• Task statement: Among the entries below, find the lines with the word "LevelFilter" and copy them.

(Stored dataset items)
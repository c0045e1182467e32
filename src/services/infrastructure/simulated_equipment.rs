/// 模拟测试设备
///
/// 没有真实硬件时（演示、离线调试、自动化测试）代替扫码枪、电源等设备使用。
/// 可以配置连接失败和连接耗时，并统计连接/断开次数。

use crate::services::traits::Equipment;
use crate::utils::error::{AppError, AppResult};
use async_trait::async_trait;
use std::sync::Arc;
use std::sync::atomic::{AtomicUsize, Ordering};
use std::time::Duration;
use log::debug;

#[derive(Debug)]
pub struct SimulatedEquipment {
    name: String,
    connected: bool,
    fail_connect: Option<String>,
    connect_delay: Duration,
    connects: Arc<AtomicUsize>,
    disconnects: Arc<AtomicUsize>,
}

impl SimulatedEquipment {
    pub fn new(name: impl Into<String>) -> Self {
        Self {
            name: name.into(),
            connected: false,
            fail_connect: None,
            connect_delay: Duration::ZERO,
            connects: Arc::new(AtomicUsize::new(0)),
            disconnects: Arc::new(AtomicUsize::new(0)),
        }
    }

    /// 连接总是失败，返回给定的传输错误
    pub fn failing(mut self, message: impl Into<String>) -> Self {
        self.fail_connect = Some(message.into());
        self
    }

    pub fn with_connect_delay(mut self, delay: Duration) -> Self {
        self.connect_delay = delay;
        self
    }

    /// 成功连接次数计数器
    pub fn connect_counter(&self) -> Arc<AtomicUsize> {
        self.connects.clone()
    }

    pub fn disconnect_counter(&self) -> Arc<AtomicUsize> {
        self.disconnects.clone()
    }

    /// 演示测试站使用的设备清单：(键, 设备)
    pub fn demo_station() -> Vec<(&'static str, SimulatedEquipment)> {
        vec![
            ("barcode", SimulatedEquipment::new("Honeywell Barcode Reader")),
            ("rfid", SimulatedEquipment::new("RFID Reader")),
            ("psu", SimulatedEquipment::new("Keithley 2200 Power Supply")),
            ("dmm", SimulatedEquipment::new("Keysight Multimeter")),
        ]
    }
}

#[async_trait]
impl Equipment for SimulatedEquipment {
    fn name(&self) -> &str {
        &self.name
    }

    fn is_connected(&self) -> bool {
        self.connected
    }

    async fn connect(&mut self) -> AppResult<()> {
        if !self.connect_delay.is_zero() {
            tokio::time::sleep(self.connect_delay).await;
        }
        if let Some(message) = &self.fail_connect {
            return Err(AppError::equipment_communication_error(message.clone()));
        }
        self.connected = true;
        self.connects.fetch_add(1, Ordering::SeqCst);
        debug!("[SimEquipment] {} 已连接", self.name);
        Ok(())
    }

    async fn disconnect(&mut self) -> AppResult<()> {
        self.connected = false;
        self.disconnects.fetch_add(1, Ordering::SeqCst);
        debug!("[SimEquipment] {} 已断开", self.name);
        Ok(())
    }
}
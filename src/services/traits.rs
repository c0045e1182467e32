/// 服务层基础trait定义
/// 测试站核心与外部协作者之间的接口：测试设备与显示层

use async_trait::async_trait;
use std::sync::Arc;
use tokio::sync::Mutex;
use crate::models::TaskUpdate;
use crate::services::infrastructure::event_bridge::PassFailQuery;
use crate::utils::error::AppResult;

/// 测试设备接口
///
/// 扫码枪、RFID读写器、电源、万用表、频谱仪等设备只需要向核心暴露
/// 名称、连接状态和连接/断开操作；具体的通信协议由各设备驱动自己实现。
#[async_trait]
pub trait Equipment: Send {
    /// 设备名称（用于日志与错误提示）
    fn name(&self) -> &str;

    /// 是否已连接
    fn is_connected(&self) -> bool;

    /// 连接设备，失败时返回传输层错误
    async fn connect(&mut self) -> AppResult<()>;

    /// 断开设备
    async fn disconnect(&mut self) -> AppResult<()>;
}

/// 跨作业、跨测试共享的设备实例
///
/// 设备本身不可重入；核心只保证同一时刻只有一个测试在运行，不额外串行化设备访问。
pub type SharedEquipment = Arc<Mutex<Box<dyn Equipment>>>;

/// 显示层接口
///
/// 所有方法都只在显示层自己的单线程循环中调用（见 `DisplayLoop`），
/// 因此实现者可以直接修改自己的界面状态而不需要加锁。
pub trait IStationView: Send {
    /// 顺序测试的状态变化
    fn on_test_state(&mut self, update: &TaskUpdate);

    /// 夹具检验的状态变化
    fn on_verify_state(&mut self, update: &TaskUpdate);

    /// 整个测试流程结束，`passed` 为汇总结论
    fn on_procedure_complete(&mut self, passed: bool);

    /// 请求操作员人工判定，通过 `query.responder` 回复
    fn on_pass_fail_query(&mut self, query: PassFailQuery);

    /// 测试执行中出现意外错误
    fn on_test_error(&mut self, test_name: &str, message: &str);

    /// 显示循环是否可以退出
    fn is_finished(&self) -> bool {
        false
    }
}
/// 简化版Logger实现
/// 同时输出到控制台和诊断日志文件

use super::*;
use log::{Log, Metadata, Record};
use std::sync::{Arc, Mutex};
use std::fs::OpenOptions;
use std::io::{Write as IoWrite, BufWriter};
use chrono::Local;

/// 简化版Logger - 实现log::Log trait
pub struct SimpleLogger {
    config: LoggerConfig,
    file_writer: Arc<Mutex<Option<BufWriter<std::fs::File>>>>,
}

impl SimpleLogger {
    pub fn new(config: LoggerConfig) -> Self {
        Self {
            config,
            file_writer: Arc::new(Mutex::new(None)),
        }
    }

    /// 打开文件目标并注册为全局logger
    pub fn init(self) -> Result<(), Box<dyn std::error::Error>> {
        for target in &self.config.targets {
            if let LogTarget::File { path } = target {
                if let Some(parent) = path.parent() {
                    std::fs::create_dir_all(parent)?;
                }

                let file = OpenOptions::new()
                    .create(true)
                    .append(true)
                    .open(path)?;

                let mut writer_guard = self.file_writer.lock().map_err(|_| "文件写入器锁定失败")?;
                *writer_guard = Some(BufWriter::new(file));
                break; // 只处理第一个文件目标
            }
        }

        let level = self.config.level;
        log::set_boxed_logger(Box::new(self))?;
        log::set_max_level(level.into());

        Ok(())
    }

    fn format_record(record: &Record) -> String {
        format!(
            "[{}] [{}] [{}] - {}",
            Local::now().format("%Y-%m-%d %H:%M:%S%.3f"),
            record.level(),
            record.target(),
            record.args()
        )
    }

    fn write_to_console(&self, record: &Record) {
        let message = Self::format_record(record);

        match record.level() {
            log::Level::Error => eprintln!("\x1b[31m{}\x1b[0m", message),
            log::Level::Warn => eprintln!("\x1b[33m{}\x1b[0m", message),
            _ => println!("{}", message),
        }
    }

    fn write_to_file(&self, record: &Record) {
        if let Ok(mut writer_guard) = self.file_writer.lock() {
            if let Some(writer) = writer_guard.as_mut() {
                let message = Self::format_record(record);
                if let Err(e) = writeln!(writer, "{}", message) {
                    eprintln!("写入日志文件失败: {}", e);
                } else {
                    let _ = writer.flush();
                }
            }
        }
    }
}

impl Log for SimpleLogger {
    fn enabled(&self, metadata: &Metadata) -> bool {
        metadata.level() <= log::max_level()
    }

    fn log(&self, record: &Record) {
        if !self.enabled(record.metadata()) {
            return;
        }

        for target in &self.config.targets {
            match target {
                LogTarget::Console => self.write_to_console(record),
                LogTarget::File { .. } => self.write_to_file(record),
            }
        }
    }

    fn flush(&self) {
        let _ = std::io::stdout().flush();
        let _ = std::io::stderr().flush();

        if let Ok(mut writer_guard) = self.file_writer.lock() {
            if let Some(writer) = writer_guard.as_mut() {
                let _ = writer.flush();
            }
        }
    }
}

/// 初始化诊断日志
///
/// 只有控制台输出时交给 env_logger（支持 `RUST_LOG`），配置了文件目标时使用 [`SimpleLogger`]。
/// 重复初始化时忽略错误，方便测试中多次调用。
pub fn init_logger(config: &LoggerConfig) {
    let result: Result<(), Box<dyn std::error::Error>> = if config.has_file_target() {
        SimpleLogger::new(config.clone()).init()
    } else {
        env_logger::Builder::from_default_env()
            .filter_level(config.level.into())
            .try_init()
            .map_err(Into::into)
    };

    if let Err(e) = result {
        log::debug!("日志系统已初始化，忽略重复初始化: {}", e);
    }
}
//! 日志配置模块
//!
//! 诊断日志的级别与输出目标。单元测试日志（每个被测单元一个文件）见 `unit_log_writer`。

use log::LevelFilter;
use serde::{Deserialize, Serialize};
use std::path::PathBuf;
use std::str::FromStr;
use crate::utils::config::LoggingConfig;
use crate::utils::error::AppError;

/// 日志配置
#[derive(Debug, Clone, Serialize, Deserialize)]
pub struct LoggerConfig {
    /// 日志级别
    pub level: LogLevel,
    /// 日志输出目标
    pub targets: Vec<LogTarget>,
}

/// 日志级别
#[derive(Debug, Clone, Copy, PartialEq, Eq, Serialize, Deserialize)]
pub enum LogLevel {
    Error,
    Warn,
    Info,
    Debug,
    Trace,
}

impl From<LogLevel> for LevelFilter {
    fn from(level: LogLevel) -> Self {
        match level {
            LogLevel::Error => LevelFilter::Error,
            LogLevel::Warn => LevelFilter::Warn,
            LogLevel::Info => LevelFilter::Info,
            LogLevel::Debug => LevelFilter::Debug,
            LogLevel::Trace => LevelFilter::Trace,
        }
    }
}

impl FromStr for LogLevel {
    type Err = AppError;

    fn from_str(s: &str) -> Result<Self, Self::Err> {
        match s.to_ascii_lowercase().as_str() {
            "error" => Ok(LogLevel::Error),
            "warn" => Ok(LogLevel::Warn),
            "info" => Ok(LogLevel::Info),
            "debug" => Ok(LogLevel::Debug),
            "trace" => Ok(LogLevel::Trace),
            other => Err(AppError::configuration_error(format!("无效的日志级别: {}", other))),
        }
    }
}

/// 日志输出目标
#[derive(Debug, Clone, PartialEq, Eq, Serialize, Deserialize)]
pub enum LogTarget {
    Console,
    File { path: PathBuf },
}

impl Default for LoggerConfig {
    fn default() -> Self {
        Self {
            level: LogLevel::Info,
            targets: vec![LogTarget::Console],
        }
    }
}

impl LoggerConfig {
    /// 是否需要写文件
    pub fn has_file_target(&self) -> bool {
        self.targets.iter().any(|t| matches!(t, LogTarget::File { .. }))
    }
}

impl TryFrom<&LoggingConfig> for LoggerConfig {
    type Error = AppError;

    fn try_from(config: &LoggingConfig) -> Result<Self, Self::Error> {
        let mut targets = Vec::new();
        if config.console_output {
            targets.push(LogTarget::Console);
        }
        if let Some(path) = &config.log_file_path {
            targets.push(LogTarget::File { path: path.clone() });
        }
        Ok(Self {
            level: config.log_level.parse()?,
            targets,
        })
    }
}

• Exercise solution:
use log::LevelFilter;
impl From<LogLevel> for LevelFilter {
            LogLevel::Error => LevelFilter::Error,
            LogLevel::Warn => LevelFilter::Warn,
            LogLevel::Info => LevelFilter::Info,
            LogLevel::Debug => LevelFilter::Debug,
            LogLevel::Trace => LevelFilter::Trace,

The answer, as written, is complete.